Fig 4. Phosphorylation at serine 70 promotes Mps3 cleavage.

(A) Mass-spectrometry analysis of Mps3 phosphorylation. Yeast SPBs were affinity purified with Spc97-TAP, phosphopeptides were enriched and subjected to mass spectrometry. Mass to charge ratio (m/z) is shown at the x axis. The fragmentation map is shown at the top. Singly charged b-ions are shown in blue, y-ions in red, and doubly and triply charged ions in grey. Strain HY3674. (B) Mps3 is phosphorylated at S70 during yeast meiosis. Mps3-TAP was affinity purified from meiotic yeast cells and treated with the alkaline phosphatase (CIP). A phosphospecific antibody was used to determine phosphorylation at S70 of Mps3. Strain HY3810. (C) The timing of Mps3-S70 phosphorylation during meiosis.
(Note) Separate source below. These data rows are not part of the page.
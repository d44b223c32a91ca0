extern crate blindspot;

use std::time::Duration;
use image::RgbImage;

use blindspot::common::DetectImage;
use blindspot::detection_runners::{DetectError, DetectionWorker};

mod support;
use support::FakeSsd;

#[test]
fn run_detection_rescales_to_image() {
    let mut detector = FakeSsd::new();
    let image = DetectImage::from(RgbImage::new(64, 32));

    let detections = blindspot::run_detection(&mut detector, &image).unwrap();

    assert_eq!(detections.len(), 2);
    let person = &detections[0];
    assert_eq!(person.class_id, 1);
    assert_eq!(person.class_name, "person");
    assert!((person.bbox.x - 12.8).abs() < 1e-4);
    assert!((person.bbox.y - 3.2).abs() < 1e-4);
    assert!((person.bbox.w - 25.6).abs() < 1e-4);
    assert!((person.bbox.h - 12.8).abs() < 1e-4);
    assert_eq!(detections[1].class_name, "car");
}

#[test]
fn request_threshold_overrides_default() {
    let mut detector = FakeSsd::new();
    let image = DetectImage::from(RgbImage::new(64, 32)).with_threshold(Some(0.5));

    let detections = blindspot::run_detection(&mut detector, &image).unwrap();

    assert_eq!(detections.len(), 1);
    assert_eq!(detections[0].class_name, "person");
}

#[tokio::test]
async fn worker_detects_and_renders() {
    let handle = DetectionWorker::spawn(FakeSsd::new(), 2).unwrap();

    let plain = handle.detect(DetectImage::from(RgbImage::new(64, 32)), false).await.unwrap();
    assert_eq!(plain.detections.len(), 2);
    assert!(plain.image_b64.is_none());

    let rendered = handle.detect(DetectImage::from(RgbImage::new(64, 32)), true).await.unwrap();
    let url = rendered.image_b64.unwrap();
    assert!(url.starts_with("data:image/jpeg;base64,"));
}

#[tokio::test]
async fn worker_survives_a_panicking_run() {
    let handle = DetectionWorker::spawn(FakeSsd::panicking_on_width(13), 1).unwrap();

    let failed = handle.detect(DetectImage::from(RgbImage::new(13, 8)), false).await;
    match failed {
        Err(DetectError::Failed(err)) => assert!(err.to_string().contains("corrupt input of width 13")),
        other => panic!("expected a failed detection, got {other:?}"),
    }

    let next = handle.detect(DetectImage::from(RgbImage::new(64, 32)), false).await.unwrap();
    assert_eq!(next.detections.len(), 2);
}

#[tokio::test(flavor = "multi_thread", worker_threads = 2)]
async fn worker_reports_busy_when_queue_is_full() {
    let (started_tx, started_rx) = crossbeam_channel::unbounded();
    let (gate_tx, gate_rx) = crossbeam_channel::unbounded();
    let handle = DetectionWorker::spawn(FakeSsd::gated(started_tx, gate_rx), 1).unwrap();

    // occupies the worker
    let first = tokio::spawn({
        let handle = handle.clone();
        async move { handle.detect(DetectImage::from(RgbImage::new(8, 8)), false).await }
    });
    started_rx.recv_timeout(Duration::from_secs(5)).unwrap();

    // fills the single queue slot
    let second = tokio::spawn({
        let handle = handle.clone();
        async move { handle.detect(DetectImage::from(RgbImage::new(8, 8)), false).await }
    });
    tokio::time::sleep(Duration::from_millis(200)).await;

    let third = handle.detect(DetectImage::from(RgbImage::new(8, 8)), false).await;
    assert!(matches!(third, Err(DetectError::Busy)));

    gate_tx.send(()).unwrap();
    gate_tx.send(()).unwrap();
    assert_eq!(first.await.unwrap().unwrap().detections.len(), 2);
    assert_eq!(second.await.unwrap().unwrap().detections.len(), 2);
}
//! HTTP surface.

pub mod accounts;
pub mod auth;
pub mod config;
pub mod detect;
pub mod error;
pub mod health;
pub mod speech;
pub mod state;

use axum::extract::DefaultBodyLimit;
use axum::http::HeaderValue;
use axum::routing::{get, post};
use axum::Router;
use tower_http::cors::{Any, CorsLayer};
use tower_http::trace::TraceLayer;

pub use config::ServerConfig;
pub use error::ApiError;
pub use state::AppState;

/// Room left for multipart framing on top of the largest accepted upload.
const BODY_LIMIT_SLACK: usize = 1024 * 1024;

pub fn cors_layer(origins: Option<Vec<String>>) -> CorsLayer {
    let layer = CorsLayer::new().allow_methods(Any).allow_headers(Any);
    match origins {
        None => layer.allow_origin(Any),
        Some(origins) => {
            let origins: Vec<HeaderValue> = origins
                .iter()
                .filter_map(|o| match HeaderValue::from_str(o) {
                    Ok(v) => Some(v),
                    Err(_) => {
                        tracing::warn!("Ignoring invalid CORS origin `{o}`");
                        None
                    }
                })
                .collect();
            layer.allow_origin(origins)
        }
    }
}

/// Builds the application router. Auth and contact routes exist only when
/// `state` carries a token issuer.
pub fn router(state: AppState, cors: CorsLayer) -> Router {
    let body_limit = state.max_upload_bytes.saturating_add(BODY_LIMIT_SLACK);

    let mut app = Router::new()
        .route("/health", get(health::health))
        .route("/accounts", post(accounts::create_account))
        .route("/accounts/{name}", get(accounts::fetch_account))
        .route("/detect", post(detect::detect))
        .route("/tts", post(speech::tts))
        .route("/stt", post(speech::stt));

    if state.auth_enabled() {
        app = app
            .route("/auth/signup", post(auth::signup))
            .route("/auth/login", post(auth::login))
            .route("/contacts/me", get(auth::get_contact).put(auth::set_contact));
    }

    app.layer(DefaultBodyLimit::max(body_limit))
        .layer(cors)
        .layer(TraceLayer::new_for_http())
        .with_state(state)
}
Yeast cells were induced to undergo synchronous meiosis, and protein extracts were prepared for western blotting. Note that Mps3 is highly phosphorylated at S70 6 h after the induction of meiosis. Strain HY5568. (D) Effect of Mps3 phosphorylation on Mps3 cleavage. Yeast cells were induced to undergo synchronous meiosis, and western blots were performed to probe the presence of the N-terminal fragment resulted from Mps3 cleavage. Note that Mps3-S70A, but not Mps3-S70D, inhibited Mps3 cleavage. * Degradation product of GFP-Mps3. Strains HY4431 and HY4468.